Schedule H, Part VI, Line 6 Affiliated health care system SSM Health Care of Oklahoma, Inc. is a 501(c)(3) organization and is a member of the integrated health care system known as SSM Health. SSM Health (SSMH) is a centrally managed, fully integrated health care delivery system with its headquarters based in St. Louis, Missouri. SSM Health Care Corporation (SSMHCC) (doing business as SSMH) is the principal not-for-profit corporation and has been established as the parent corporation. SSMH owns and operates 22 adult hospitals, one pediatric hospital, thirteen post-acute care facilities, a national pharmacy benefit management company (PBM), an extensive network of physician practice operations, and other health care businesses. SSMH's hospital operations are located primarily in Missouri, Wisconsin, Oklahoma and Illinois, and its related businesses provide health related services in 50 states.
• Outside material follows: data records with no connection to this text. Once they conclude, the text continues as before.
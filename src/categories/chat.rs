//! `llm` block: prompt in, model reply out

use async_trait::async_trait;
use tracing::debug;

use super::{collaborator_failure, BlockTransform, TransformContext, Transformed};
use crate::collaborator::{ChatRequest, CollaboratorError};
use crate::core::envelope::DataEnvelope;
use crate::error::PipelineError;

pub struct ChatBlock;

#[async_trait]
impl BlockTransform for ChatBlock {
    async fn apply(&self, mut ctx: TransformContext<'_>) -> Result<Transformed, PipelineError> {
        let provider = ctx.required_str("provider")?.to_lowercase();
        let prompt = ctx.take_text()?;
        let block_id = ctx.block.id;
        let request = ChatRequest {
            prompt,
            provider,
            system_prompt: ctx.optional_str("system_prompt"),
            model: ctx.optional_str("model"),
        };

        debug!(block_id = %block_id, provider = %request.provider, "requesting chat completion");
        let provider = request.provider.clone();
        let response = ctx
            .collaborators
            .chat
            .generate(request)
            .await
            .map_err(collaborator_failure(block_id))?;

        if response.response.trim().is_empty() {
            return Err(collaborator_failure(block_id)(CollaboratorError::EmptyResponse("LLM")));
        }

        Ok(Transformed {
            summary: format!("Response via {}: \"{}\"", provider, ctx.preview(&response.response)),
            envelope: DataEnvelope::Text(response.response),
        })
    }
}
SSMH's mission statement is as follows: Through our exceptional health care services, we reveal the healing presence of God. SSMHCC and most of its affiliated subsidiary corporations have been granted exemption from federal income tax as charitable organizations under Section 501(c)(3) of the Internal Revenue Code (IRC). Certain subsidiaries of SSMH are for-profit entities that are taxable under the IRC. SSMH is sponsored by SSM Health Ministries, an independent nine-member body composed of two Franciscan Sisters of Mary, one Sister of St. Agnes, one Jesuit priest, and five lay persons who collectively hold certain reserved powers over SSMH.